Emergono anche le condizioni sociali di una classe contadina sfruttata e povera, malnutrita e che ricovera le bestie sotto lo stesso tetto in cui dorme, arrivando perfino al punto di mangiarsi i topi:

Si usa presso alcuni popoli di mangiare con certa predilezione la carne di sorcio; e v’ha fra noi chi non senza autorità afferma sulla propria esperienza essere la carne del sorcio d’acqua un saporito e sano cibo, che molto s’avvicina alla carne di pollo (p. 33).

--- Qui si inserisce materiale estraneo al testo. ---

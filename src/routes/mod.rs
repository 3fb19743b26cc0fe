use actix_web::{web, HttpRequest, HttpResponse};
use log::warn;

use crate::auth::AuthService;
use crate::error::ApiError;
use crate::models::{Role, User};

pub mod pomodoro_routes;
pub mod quiz_routes;
pub mod resource_routes;
pub mod study_group_routes;
pub mod todo_routes;
pub mod user_routes;

/// Mounts every route under `/api`, plus the root banner.
pub fn config(cfg: &mut web::ServiceConfig) {
    cfg.route("/", web::get().to(banner)).service(
        web::scope("/api")
            .configure(user_routes::config)
            .configure(todo_routes::config)
            .configure(pomodoro_routes::config)
            .configure(resource_routes::config)
            .configure(study_group_routes::config)
            .configure(quiz_routes::config),
    );
}

async fn banner() -> HttpResponse {
    HttpResponse::Ok().body("StudySync backend running.")
}

/// Resolves the bearer token when one is sent. No header means an anonymous
/// request; a header with a bad token is rejected.
pub(crate) async fn bearer_user(
    req: &HttpRequest,
    auth_service: &AuthService,
) -> Result<Option<User>, ApiError> {
    let Some(header) = req.headers().get("Authorization") else {
        return Ok(None);
    };

    let token = header
        .to_str()
        .ok()
        .and_then(|h| h.strip_prefix("Bearer "))
        .ok_or_else(|| ApiError::Unauthorized("Malformed authorization header".to_string()))?;

    auth_service
        .validate_token(token)
        .await
        .map(Some)
        .map_err(|e| ApiError::Unauthorized(e.to_string()))
}

/// Authenticated callers may only touch their own rows; admins are exempt.
pub(crate) async fn ensure_access(
    req: &HttpRequest,
    auth_service: &AuthService,
    owner_id: i64,
) -> Result<(), ApiError> {
    match bearer_user(req, auth_service).await? {
        Some(user) => authorize(&user, owner_id),
        None => Ok(()),
    }
}

pub(crate) fn authorize(user: &User, owner_id: i64) -> Result<(), ApiError> {
    if user.id != owner_id && user.role != Role::Admin {
        warn!("User {} denied access to data of user {}", user.id, owner_id);
        return Err(ApiError::Forbidden("Not allowed to access another user's data".to_string()));
    }
    Ok(())
}

pub(crate) fn require_user_id(user_id: Option<i64>) -> Result<i64, ApiError> {
    user_id.ok_or_else(|| ApiError::validation("User ID is required"))
}
//! Built-in question sets, served when no generated quiz is available.

use super::question::{ChoiceOption, Difficulty, Question, QuestionBody, QuizKind};

/// A five-question database-fundamentals quiz of the given kind. The bank
/// holds one set per kind; `difficulty` does not change it yet.
pub fn mock_questions(kind: QuizKind, _difficulty: Difficulty) -> Vec<Question> {
    match kind {
        QuizKind::Mcq => multiple_choice(),
        QuizKind::Tf => true_false(),
        QuizKind::Fitb => fill_in_the_blank(),
    }
}

/// Option ids in display order.
pub const OPTION_IDS: [&str; 4] = ["A", "B", "C", "D"];

pub(crate) fn options(texts: &[&str]) -> Vec<ChoiceOption> {
    OPTION_IDS
        .iter()
        .zip(texts)
        .map(|(id, text)| ChoiceOption {
            id: (*id).to_string(),
            text: (*text).to_string(),
        })
        .collect()
}

fn question(id: u32, text: &str, body: QuestionBody, explanation: &str, hint: &str) -> Question {
    Question {
        id,
        question: text.to_string(),
        body,
        explanation: explanation.to_string(),
        hint: hint.to_string(),
    }
}

fn choice(texts: &[&str], correct: &str) -> QuestionBody {
    QuestionBody::MultipleChoice {
        options: options(texts),
        correct_answer: correct.to_string(),
    }
}

fn multiple_choice() -> Vec<Question> {
    vec![
        question(
            1,
            "What does ACID stand for in database transactions?",
            choice(
                &[
                    "Atomicity, Consistency, Isolation, Durability",
                    "Automicity, Corruption, Isolation, Durability",
                    "Atomicity, Concurrency, Indexing, Duplication",
                    "Accuracy, Consistency, Integration, Data",
                ],
                "A",
            ),
            "ACID stands for Atomicity, Consistency, Isolation, and Durability, the properties that make transactions reliable.",
            "Think about the properties that guarantee reliable processing of transactions.",
        ),
        question(
            2,
            "Which normal form eliminates transitive dependencies?",
            choice(
                &[
                    "First Normal Form (1NF)",
                    "Second Normal Form (2NF)",
                    "Third Normal Form (3NF)",
                    "Boyce-Codd Normal Form (BCNF)",
                ],
                "C",
            ),
            "Third Normal Form removes transitive dependencies, where a non-key attribute depends on another non-key attribute.",
            "It's not 1NF or 2NF, and it comes before BCNF.",
        ),
        question(
            3,
            "What type of SQL statement is used to retrieve data from a database?",
            choice(&["UPDATE", "INSERT", "DELETE", "SELECT"], "D"),
            "SELECT retrieves data and is one of the most common SQL commands.",
            "This statement lets you specify exactly which data you want back.",
        ),
        question(
            4,
            "Which of the following is NOT a type of database key?",
            choice(&["Primary Key", "Foreign Key", "Unique Key", "Reference Key"], "D"),
            "Reference Key is not a standard key type. Common keys include primary, foreign, unique and composite keys.",
            "Three of these are standard key types.",
        ),
        question(
            5,
            "Which JOIN type returns rows that have matching values in both tables?",
            choice(&["LEFT JOIN", "RIGHT JOIN", "FULL JOIN", "INNER JOIN"], "D"),
            "INNER JOIN returns only the rows with a match in both tables.",
            "The most common join, returning only matching records.",
        ),
    ]
}

fn true_false() -> Vec<Question> {
    let tf = |correct_answer| QuestionBody::TrueFalse { correct_answer };
    vec![
        question(
            1,
            "A foreign key can reference any column in another table, even if it's not a primary key.",
            tf(false),
            "False. A foreign key must reference a primary key or a unique key in the referenced table.",
            "Think about the constraints on what a foreign key can reference.",
        ),
        question(
            2,
            "SQL stands for Structured Query Language.",
            tf(true),
            "True. SQL is the standard language of relational database systems.",
            "This is the full form of the most common query language.",
        ),
        question(
            3,
            "NoSQL databases strictly follow the ACID properties.",
            tf(false),
            "False. Many NoSQL stores trade ACID guarantees for scalability and follow the BASE model instead.",
            "Consider the design priorities of NoSQL compared with relational databases.",
        ),
        question(
            4,
            "An index improves the speed of data retrieval operations on a database.",
            tf(true),
            "True. Indexes locate rows without scanning the whole table, like the index of a book.",
            "Think about how this feature affects query performance.",
        ),
        question(
            5,
            "In a relational database, a table can have multiple primary keys.",
            tf(false),
            "False. A table has one primary key, though it may span several columns.",
            "Consider the uniqueness requirements of primary keys.",
        ),
    ]
}

fn fill_in_the_blank() -> Vec<Question> {
    let blank = |answer: &str| QuestionBody::FillInTheBlank {
        correct_answer: answer.to_string(),
    };
    vec![
        question(
            1,
            "The [...] clause in SQL is used to filter records based on specified conditions.",
            blank("WHERE"),
            "WHERE filters records and keeps only those that satisfy a condition.",
            "This keyword follows SELECT and FROM in a basic query.",
        ),
        question(
            2,
            "The process of organizing data to minimize redundancy is called database [...].",
            blank("normalization"),
            "Normalization structures a relational database to reduce redundancy and improve integrity.",
            "The process of organizing data according to normal forms.",
        ),
        question(
            3,
            "A [...] is a special type of stored procedure that executes automatically when specified events occur in the database.",
            blank("trigger"),
            "A trigger runs automatically when a specified event occurs on the server.",
            "This feature responds automatically to changes in the data.",
        ),
        question(
            4,
            "In database terminology, [...] refers to the property that ensures all transactions are properly completed or completely rolled back.",
            blank("atomicity"),
            "Atomicity makes each transaction all or nothing.",
            "This is the 'A' in ACID.",
        ),
        question(
            5,
            "The SQL command [...] is used to modify existing records in a table.",
            blank("UPDATE"),
            "UPDATE modifies field values of existing rows.",
            "This command changes values in rows that already exist.",
        ),
    ]
}
use crate::error::ApiError;
use crate::models::{NewTodo, Todo, TodoUpdate};
use log::info;
use sqlx::SqlitePool;

const TODO_COLUMNS: &str = "id, user_id, text, priority, due_date, notes, completed";

pub struct TodoService {
    pool: SqlitePool,
}

impl TodoService {
    pub fn new(pool: SqlitePool) -> Self {
        Self { pool }
    }

    /// Newest first.
    pub async fn list_for_user(&self, user_id: i64) -> Result<Vec<Todo>, ApiError> {
        sqlx::query_as::<_, Todo>(&format!(
            "SELECT {} FROM todos WHERE user_id = ? ORDER BY id DESC",
            TODO_COLUMNS
        ))
        .bind(user_id)
        .fetch_all(&self.pool)
        .await
        .map_err(ApiError::storage("DB error"))
    }

    pub async fn create(&self, todo: NewTodo) -> Result<Todo, ApiError> {
        if todo.text.trim().is_empty() {
            return Err(ApiError::validation("Task text is required"));
        }

        let result = sqlx::query(
            "INSERT INTO todos (user_id, text, priority, due_date, notes) VALUES (?, ?, ?, ?, ?)",
        )
        .bind(todo.user_id)
        .bind(todo.text.trim())
        .bind(todo.priority)
        .bind(todo.due_date)
        .bind(&todo.notes)
        .execute(&self.pool)
        .await
        .map_err(ApiError::storage("DB insert failed"))?;

        let created = self
            .find(result.last_insert_rowid())
            .await
            .map_err(ApiError::storage("Failed to fetch new task"))?
            .ok_or_else(|| ApiError::not_found("Task not found"))?;

        info!("Created task {} for user {}", created.id, created.user_id);
        Ok(created)
    }

    pub async fn update(&self, update: TodoUpdate) -> Result<(), ApiError> {
        if matches!(&update.text, Some(text) if text.trim().is_empty()) {
            return Err(ApiError::validation("Task text cannot be empty"));
        }

        let result = sqlx::query(
            r#"
            UPDATE todos
            SET completed = COALESCE(?, completed),
                text = COALESCE(?, text),
                priority = COALESCE(?, priority),
                due_date = CASE WHEN ? THEN ? ELSE due_date END,
                notes = CASE WHEN ? THEN ? ELSE notes END
            WHERE id = ?
            "#,
        )
        .bind(update.completed)
        .bind(update.text.as_deref().map(str::trim))
        .bind(update.priority)
        .bind(update.due_date.is_some())
        .bind(update.due_date.flatten())
        .bind(update.notes.is_some())
        .bind(update.notes.flatten())
        .bind(update.id)
        .execute(&self.pool)
        .await
        .map_err(ApiError::storage("DB update failed"))?;

        if result.rows_affected() == 0 {
            return Err(ApiError::not_found("Task not found"));
        }
        Ok(())
    }

    pub async fn delete(&self, id: i64) -> Result<(), ApiError> {
        let result = sqlx::query("DELETE FROM todos WHERE id = ?")
            .bind(id)
            .execute(&self.pool)
            .await
            .map_err(ApiError::storage("DB delete failed"))?;

        if result.rows_affected() == 0 {
            return Err(ApiError::not_found("Task not found"));
        }
        info!("Deleted task {}", id);
        Ok(())
    }

    /// Owner of a task, `None` when the task does not exist.
    pub async fn owner_of(&self, id: i64) -> Result<Option<i64>, ApiError> {
        sqlx::query_scalar::<_, i64>("SELECT user_id FROM todos WHERE id = ?")
            .bind(id)
            .fetch_optional(&self.pool)
            .await
            .map_err(ApiError::storage("DB error"))
    }

    async fn find(&self, id: i64) -> Result<Option<Todo>, sqlx::Error> {
        sqlx::query_as::<_, Todo>(&format!("SELECT {} FROM todos WHERE id = ?", TODO_COLUMNS))
            .bind(id)
            .fetch_optional(&self.pool)
            .await
    }
}
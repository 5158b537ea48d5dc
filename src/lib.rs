//! Translation layer between an OLTP-shaped query surface and ClickHouse.
//!
//! Compiled statements with positional `?` placeholders are classified, rendered the way
//! ClickHouse accepts them for that statement kind, and sent over one of three verbs
//! (bulk insert, query, command). Results come back as uniform [`ExecutionResult`]s.
//!
//! ```rust,no_run
//! use clickhouse_middleware::prelude::*;
//!
//! # async fn run() -> Result<(), SqlMiddlewareDbError> {
//! let options = ClickhouseOptions::builder("http://localhost:8123")
//!     .database("analytics")
//!     .finish();
//! let driver = ClickhouseDialect::new(options).create_driver();
//! let conn = driver.acquire_connection().await?;
//!
//! let stmt = CompiledStatement::select(
//!     "select * from company_metrics where company_id = ?",
//!     vec![RowValues::Int(1)],
//! );
//! let result = conn.execute_query(&stmt).await?;
//! println!("{} rows", result.rows.len());
//! # Ok(())
//! # }
//! ```

pub mod config;
pub mod connection;
pub mod dialect;
pub mod driver;
pub mod error;
pub mod gateway;
pub mod plan;
pub mod prelude;
pub mod render;
pub mod results;
pub mod rewrite;
pub mod session;
pub mod statement;
pub mod types;

pub use config::{ClickhouseOptions, ClickhouseOptionsBuilder};
pub use connection::{ClickhouseConnection, ResultStream};
pub use dialect::{ClickhouseAdapter, ClickhouseDialect};
pub use driver::{ClickhouseDriver, TransportFactory};
pub use error::SqlMiddlewareDbError;
pub use results::{CustomDbRow, ExecutionResult};
pub use statement::CompiledStatement;
pub use types::RowValues;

La parte dedicata al naso rasenta l’ilarità. Il naso si deturperebbe e si infermerebbe a causa del fatto che con le mani lo si manipola continuamente, rendendolo come un giocattolo. Attribuisce la forma del naso anche al modo in cui le nutrici collocano i bambini nella culla, alla loro abitudine di tirare il naso ai neonati per evitare che rimangano nani, al fatto che si contorce il naso sempre dalla medesima parte per soffiarlo:

Insomma le nostre mani o quando siam neghittosi: o quando siam sopra pensiero; o quando vogliam darci l’aria d’importanza, le nostre mani, ripeto, corrono sempre là a farsi del naso un trastullo, un giocattolo, un mezzo di distrazione o di concentrazione. E per queste cagioni il naso soffre, si deturpa, inferma. Il naso, generalmente parlando, dovr’ebbessere impiantato perpendicolarmente sul nostro viso; ma per nullameno è cosa rara il veder un naso a piombo. E ciò perché? Per la naturalissima ragione, che le madri e le nutrici adagiano sbadatamente i loro piccoli allievi colla testa inclinata per modo verso i lati, che il naso si corica, od appoggia più o men forte sul guancialino; per la ragione ancora, ch’elleno medesime ne stirano ad ogni momento il naso per lo stolto timore non abbia poi esso a rimaner nano; e per la ragione infine, che noi adoperiamo quasi sempre la mano d’uno stesso lato per soffiarci, stiracchiandolo, il naso e perciò lo contorciamo pressoché sempre da un medesimo lato della faccia. Motivo per cui il naso è costretto a difformarsi anche per volume eccessivo (pp. 22-23).

Consiglia anche di non mettere nelle narici corpi estranei come “piselli, pietruzze, grani vegetali”. Evidentemente c’era qualcuno che lo faceva!

L’autore collega inoltre l’igiene dei capelli alla salute dei denti. Dice che se si vogliono mantenere i denti sani, non si deve adoperare acqua fredda o lisciva per lavare i capelli. Che se si tengono in ordine barba e capelli la salute dei denti è salva!
Consiglia anche l’uso di molto sale per la salute generale con buona pace dell’ipertensione oggi tanto temuta.
La disinfezione delle ferite era affidata al ferro rovente oppure al metodo delle “gocce infuocate”:

In mancanza di ferro o di fuoco prendasi un goffo o gomitolo di cotone cardato o bambagia, lo s’inzuppi d’olio, lo si accenda dopo d’averlo posto sulla punta di un ferro e facciansi colare sulla ferita le gocce infuocate (p. 115).

Insomma, molti dei precetti dell’autore farebbero rizzare i capelli ai medici odierni ma dimostrano come la medicina era ed è probabilmente rimasta, nonostante i progressi della tecnica e le nuove scoperte, una scienza tremendamente inesatta e in continua evoluzione.